I think I dated her brother. I also, apparently, tied my shoes in an annoying manner. (WTF?)

Navelgazer writes "Occasionally, but not often, I hear a strange vibrating sound from downstairs the exact tone and timbre of a dildo, but too loud to be a dildo."

Maybe it's a super-powered model?
posted by dirtynumbangelboy at 6:46 AM on January 30, 2007


Maybe it's a super-powered model?

It fights crime and horniness?
posted by jonmc at 9:24 AM on January 30, 2007


My ex-boyfriend, a Yugoslavian who talked like Dracula, one got all riled up that I prop up pillows "incorrectly." Under my own head. Apparently, you are supposed to lay them vertically, directly atop eachother. I, on the other hand, had done a diagonal stack against the bedframe so I could watch television with my back against them. He emphatically insisted that I'm a smart woman who should I know better that to do such a thing.
I responded that if he was really that desperate to pick a fight with a woman he should just go visit his ex-wife & let me watch tv.
posted by miss lynnster at 10:00 AM on January 30, 2007 [3 favorites]
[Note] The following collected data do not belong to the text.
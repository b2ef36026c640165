use cordchat_common::Result;
use cordchat_llm::{format_docs, rag_prompt, ChatRequest, LlmClient};
use cordchat_vector::{Retriever, ScoredDocument};
use std::sync::Arc;
use tracing::{debug, info};

use crate::types::SourceInfo;

/// Characters of passage text shown in a source preview
pub const PREVIEW_CHARS: usize = 200;

/// Generated answer with the passages it was grounded on
#[derive(Debug, Clone)]
pub struct RagAnswer {
    pub answer: String,
    pub sources: Vec<SourceInfo>,
}

/// Retrieve -> prompt -> chat completion
pub struct RagChain {
    retriever: Retriever,
    llm: Arc<dyn LlmClient>,
    chat_model: String,
    temperature: f32,
}

impl RagChain {
    pub fn new(
        retriever: Retriever,
        llm: Arc<dyn LlmClient>,
        chat_model: impl Into<String>,
        temperature: f32,
    ) -> Self {
        Self {
            retriever,
            llm,
            chat_model: chat_model.into(),
            temperature,
        }
    }

    pub fn retriever(&self) -> &Retriever {
        &self.retriever
    }

    /// Answer a question from the retrieved passages
    ///
    /// Retrieval runs once; the same passages feed the prompt and the returned sources.
    pub async fn invoke(&self, question: &str) -> Result<RagAnswer> {
        let question = question.trim();
        let documents = self.retriever.retrieve(question).await?;

        let passages: Vec<&str> = documents
            .iter()
            .map(|d| d.document.page_content.as_str())
            .collect();
        let prompt = rag_prompt(&format_docs(&passages), question);
        debug!("Prompt built - {} passages, {} chars", passages.len(), prompt.len());

        let request = ChatRequest::single_turn(&self.chat_model, prompt, self.temperature);
        let answer = self.llm.chat(request).await?;

        info!("Answered question with {} sources", documents.len());
        Ok(RagAnswer {
            answer: answer.trim().to_string(),
            sources: documents.iter().map(source_info).collect(),
        })
    }
}

/// Display form of a retrieved passage
pub fn source_info(doc: &ScoredDocument) -> SourceInfo {
    let meta = &doc.document.metadata;
    let title = meta
        .title
        .clone()
        .unwrap_or_else(|| "Unknown Title".to_string());
    let publish_time = meta
        .publish_time
        .clone()
        .unwrap_or_else(|| "Unknown Date".to_string());
    let preview = preview(&doc.document.page_content, PREVIEW_CHARS);
    let text = format!("**{}** ({})\n{}", title, publish_time, preview);

    SourceInfo {
        title,
        publish_time,
        preview,
        score: doc.score,
        url: meta.url.clone(),
        text,
    }
}

/// First `max_chars` characters, with "..." appended when text was cut
fn preview(text: &str, max_chars: usize) -> String {
    match text.char_indices().nth(max_chars) {
        Some((idx, _)) => format!("{}...", &text[..idx]),
        None => text.to_string(),
    }
}

#[cfg(test)]
mod tests {
    use super::*;
    use cordchat_llm::mock::MockLlm;
    use cordchat_vector::{Document, DocumentMetadata, IndexEntry, VectorIndex, VectorStore};

    fn scored(title: Option<&str>, date: Option<&str>, text: &str) -> ScoredDocument {
        ScoredDocument {
            document: Document {
                id: "id".to_string(),
                page_content: text.to_string(),
                metadata: DocumentMetadata {
                    title: title.map(str::to_string),
                    publish_time: date.map(str::to_string),
                    ..Default::default()
                },
            },
            score: 0.9,
        }
    }

    #[test]
    fn test_source_info_format() {
        let info = source_info(&scored(Some("Anosmia in COVID-19"), Some("2021-02-01"), "Smell loss."));
        assert_eq!(info.text, "**Anosmia in COVID-19** (2021-02-01)\nSmell loss.");
        assert_eq!(info.preview, "Smell loss.");
    }

    #[test]
    fn test_source_info_defaults() {
        let info = source_info(&scored(None, None, "x"));
        assert_eq!(info.title, "Unknown Title");
        assert_eq!(info.publish_time, "Unknown Date");
    }

    #[test]
    fn test_preview_truncates_by_characters() {
        let long = "é".repeat(250);
        let p = preview(&long, PREVIEW_CHARS);
        assert_eq!(p.chars().count(), PREVIEW_CHARS + 3);
        assert!(p.ends_with("..."));

        let exact = "a".repeat(200);
        assert_eq!(preview(&exact, PREVIEW_CHARS), exact);
    }

    async fn chain(llm: Arc<MockLlm>, dir: &std::path::Path) -> RagChain {
        let mut index = VectorIndex::new("mock-embed");
        for (id, title, text) in [
            ("1", "Olfactory dysfunction", "anosmia loss of smell is a frequent neurological symptom"),
            ("2", "Vaccine trial", "mRNA vaccine efficacy against symptomatic infection"),
        ] {
            index
                .add_entry(IndexEntry {
                    document: Document {
                        id: id.to_string(),
                        page_content: text.to_string(),
                        metadata: DocumentMetadata {
                            title: Some(title.to_string()),
                            ..Default::default()
                        },
                    },
                    embedding: MockLlm::embed_text(text),
                })
                .unwrap();
        }
        let store = VectorStore::new(index, dir);
        let retriever = Retriever::new(store, llm.clone(), 1).await;
        RagChain::new(retriever, llm, "gpt-3.5-turbo", 0.0)
    }

    #[tokio::test]
    async fn test_invoke_grounds_prompt_in_retrieved_passages() {
        let dir = tempfile::tempdir().unwrap();
        let llm = Arc::new(MockLlm::with_answer("  Loss of smell.  "));
        let chain = chain(llm.clone(), dir.path()).await;

        let result = chain.invoke("What about loss of smell?").await.unwrap();
        assert_eq!(result.answer, "Loss of smell.");
        assert_eq!(result.sources.len(), 1);
        assert_eq!(result.sources[0].title, "Olfactory dysfunction");

        let prompts = llm.prompts();
        assert_eq!(prompts.len(), 1);
        assert!(prompts[0].contains("anosmia loss of smell"));
        assert!(prompts[0].contains("Question: What about loss of smell?"));
        assert!(!prompts[0].contains("mRNA vaccine"));
        // Query embedded once
        assert_eq!(llm.embed_calls(), 1);
    }

    #[tokio::test]
    async fn test_invoke_propagates_llm_failure() {
        let dir = tempfile::tempdir().unwrap();
        let llm = Arc::new(MockLlm::new());
        llm.set_fail_chat(true);
        let chain = chain(llm, dir.path()).await;
        assert!(chain.invoke("smell").await.is_err());
    }
}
y'know, miss lynnster, I like your style.
posted by dirtynumbangelboy at 11:08 AM on January 30, 2007


Why, thank you. :)
Hey, I may be single now, but at least I can prop up my pillows any damn way I like. There are benefits...
posted by miss lynnster at 11:18 AM on January 30, 2007


Lesson learned: Do not date people with severe Asperger's and/or OCD. They will try and tell you that everything you do is inefficient and wrong.

My ex-girlfriend once said that my "thrusting angle" was "not optimum" and actually stopped me halfway through sex to point it out.
posted by tehloki at 1:01 AM on January 31, 2007


The weirdest part of Sophina's letters for me was when she basically said she heard the guy turn down his tv (or "whatever") to listen to a loud argument she was having with the person in her apt.
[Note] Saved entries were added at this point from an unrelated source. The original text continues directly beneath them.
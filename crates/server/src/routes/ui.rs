use actix_web::{get, http::header::ContentType, HttpResponse};

const INDEX_HTML: &str = include_str!("../../assets/index.html");
const APP_JS: &str = include_str!("../../assets/app.js");
const STYLE_CSS: &str = include_str!("../../assets/style.css");

#[get("/")]
pub async fn index() -> HttpResponse {
    HttpResponse::Ok()
        .content_type(ContentType::html())
        .body(INDEX_HTML)
}

#[get("/app.js")]
pub async fn app_js() -> HttpResponse {
    HttpResponse::Ok()
        .content_type("application/javascript; charset=utf-8")
        .body(APP_JS)
}

#[get("/style.css")]
pub async fn style_css() -> HttpResponse {
    HttpResponse::Ok()
        .content_type("text/css; charset=utf-8")
        .body(STYLE_CSS)
}
mod check;

use anyhow::{Context, Result};
use clap::{Parser, Subcommand};
use cordchat_common::{logger, AppConfig};
use cordchat_hub::{dataset_readme, HubClient};
use cordchat_vector::{read_papers_jsonl, IngestOptions, Ingestor, VectorStore};
use std::path::{Path, PathBuf};
use std::process::ExitCode;

/// Find project root by looking for .git directory
fn find_project_root() -> Option<PathBuf> {
    let mut current_dir = std::env::current_dir().ok()?;

    loop {
        if current_dir.join(".git").exists() {
            return Some(current_dir);
        }

        if !current_dir.pop() {
            break;
        }
    }

    None
}

/// Load .env file from project root
fn load_dotenv_from_project_root() {
    if let Some(root) = find_project_root() {
        let env_path = root.join(".env");
        if env_path.exists() {
            dotenv::from_path(&env_path).ok();
        }
    } else {
        // Fallback to default dotenv behavior
        dotenv::dotenv().ok();
    }
}

#[derive(Parser)]
#[command(name = "cordchat")]
#[command(about = "cordchat - COVID-19 research chatbot over CORD-19 abstracts", long_about = None)]
struct Cli {
    /// TOML configuration file
    #[arg(long, global = true)]
    config: Option<PathBuf>,

    /// Vector index directory
    #[arg(long, global = true)]
    index_dir: Option<PathBuf>,

    #[command(subcommand)]
    command: Option<Commands>,
}

#[derive(Subcommand)]
enum Commands {
    /// Start the chat server
    Serve {
        /// Host to bind to
        #[arg(long)]
        host: Option<String>,

        /// Port to bind to
        #[arg(long)]
        port: Option<u16>,
    },

    /// Embed papers from a JSONL file into the local index
    Ingest {
        /// One JSON paper record per line (cord_uid, title, abstract, publish_time, ...)
        #[arg(long)]
        input: PathBuf,

        /// Number of most recent papers to keep
        #[arg(long, default_value_t = 2000)]
        limit: usize,

        /// Passage size in approximate tokens
        #[arg(long, default_value_t = 500)]
        chunk_tokens: usize,

        /// Overlap between passages in approximate tokens
        #[arg(long, default_value_t = 50)]
        overlap: usize,
    },

    /// Publish the local index as a dataset on the hub
    Upload {
        /// Repository owner (defaults to the logged-in account)
        #[arg(long)]
        username: Option<String>,

        /// Dataset repository name
        #[arg(long, default_value = "cord19_index")]
        repo_name: String,

        /// Create the repository as private
        #[arg(long)]
        private: bool,
    },

    /// Answer one question from the command line
    Ask {
        question: String,
    },

    /// Check the local setup
    Check {
        /// Also probe the chat API and the dataset hub
        #[arg(long)]
        online: bool,
    },
}

#[tokio::main]
async fn main() -> Result<ExitCode> {
    let cli = Cli::parse();

    // Load environment variables from .env at project root
    load_dotenv_from_project_root();

    let mut config = AppConfig::load(cli.config.as_deref())?;
    if let Some(dir) = cli.index_dir {
        config.index_dir = dir;
    }

    match cli.command.unwrap_or(Commands::Serve {
        host: None,
        port: None,
    }) {
        Commands::Serve { host, port } => {
            // Override with CLI arguments
            if let Some(host) = host {
                config.server_host = host;
            }
            if let Some(port) = port {
                config.server_port = port;
            }

            logger::setup_logging(&config.log_dir, &config.log_level)?;

            tracing::info!("cordchat starting...");
            tracing::info!("Configuration loaded:");
            tracing::info!("  Bind: {}", config.server_bind_address());
            tracing::info!("  Index: {}", config.index_dir.display());
            tracing::info!("  Chat model: {}", config.chat_model);

            println!("Server listening on http://{}", config.server_bind_address());

            cordchat_server::start_server(config).await?;
        }
        Commands::Ingest {
            input,
            limit,
            chunk_tokens,
            overlap,
        } => {
            logger::setup_console_logging(&config.log_level)?;
            let options = IngestOptions {
                limit,
                chunk_tokens,
                overlap_tokens: overlap,
                ..Default::default()
            };
            ingest(&config, &input, options).await?;
        }
        Commands::Upload {
            username,
            repo_name,
            private,
        } => {
            logger::setup_console_logging(&config.log_level)?;
            return upload(&config, username, &repo_name, private).await;
        }
        Commands::Ask { question } => {
            logger::setup_console_logging("warn")?;
            ask(&config, &question).await?;
        }
        Commands::Check { online } => {
            logger::setup_console_logging("warn")?;
            let root = find_project_root()
                .or_else(|| std::env::current_dir().ok())
                .unwrap_or_else(|| PathBuf::from("."));

            let mut report = check::check_local(&config, &root).await;
            if online {
                check::check_online(&config, &mut report).await;
            }
            report.print();

            if !report.is_ok() {
                return Ok(ExitCode::FAILURE);
            }
        }
    }

    Ok(ExitCode::SUCCESS)
}

async fn ingest(config: &AppConfig, input: &Path, options: IngestOptions) -> Result<()> {
    let llm = cordchat_server::build_llm(config)?;
    let papers = read_papers_jsonl(input)
        .await
        .with_context(|| format!("Failed to read papers from {}", input.display()))?;

    let ingestor = Ingestor::new(llm, &config.embedding_model, options);
    let (index, report) = ingestor.build(papers).await?;

    let store = VectorStore::new(index, &config.index_dir);
    let path = store.save().await?;

    println!("Papers read:     {}", report.papers_read);
    println!("Papers selected: {}", report.papers_selected);
    println!("Passages:        {}", report.passages);
    println!("Dimension:       {}", report.embedding_dim);
    println!("Index saved to {}", path.display());
    Ok(())
}

async fn upload(
    config: &AppConfig,
    username: Option<String>,
    repo_name: &str,
    private: bool,
) -> Result<ExitCode> {
    let hub = HubClient::new(&config.hf_endpoint, config.hf_token.clone())?;

    let who = match hub.whoami().await {
        Ok(who) => who,
        Err(e) => {
            eprintln!("Not logged in to the hub: {}", e);
            eprintln!("Set HF_TOKEN to an access token with write permission");
            return Ok(ExitCode::FAILURE);
        }
    };
    println!("Logged in as: {}", who.name);

    let store = match VectorStore::load(&config.index_dir).await {
        Ok(store) => store,
        Err(e) => {
            eprintln!("{}", e);
            eprintln!("Run `cordchat ingest` first");
            return Ok(ExitCode::FAILURE);
        }
    };
    let (passages, _, _) = store.stats().await;

    let owner = username.unwrap_or(who.name);
    let repo_id = format!("{}/{}", owner, repo_name);
    println!("Uploading {} to {}", config.index_dir.display(), hub.dataset_url(&repo_id));

    hub.create_dataset_repo(&repo_id, private, true).await?;
    hub.upload_folder(
        &config.index_dir,
        &repo_id,
        &config.hf_path_in_repo,
        "Upload vector index",
    )
    .await?;

    let readme = dataset_readme(&repo_id, &config.hf_path_in_repo, Some(passages));
    hub.upload_file(&repo_id, "README.md", readme.into_bytes(), "Add dataset card")
        .await?;

    println!("Uploaded index to: {}", hub.dataset_url(&repo_id));
    println!("Set HF_DATASET_REPO={} to serve it", repo_id);
    Ok(ExitCode::SUCCESS)
}

async fn ask(config: &AppConfig, question: &str) -> Result<()> {
    let chain = cordchat_server::build_chain(config).await?;
    let result = chain.invoke(question).await?;

    println!("{}", result.answer);
    if !result.sources.is_empty() {
        println!("\nSources:");
        for (i, source) in result.sources.iter().enumerate() {
            println!("\nSource {}: {}", i + 1, source.text);
        }
    }
    Ok(())
}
My only weird neighbor situation involved upstairs neighbors who were heavy sleepers and let their alarm clock go on too long. Someone thought it was mine and left me an anonymous note in my mailbox. Not knowing who to reply to, I printed out a "To Whom It May Concern" note and posted it above the mailboxes to let the person know.

I'm actually amazed that I hear no noise from upstairs neighbors - it's gotta be vacant. I now live on the 2nd floor of a 6-story older building.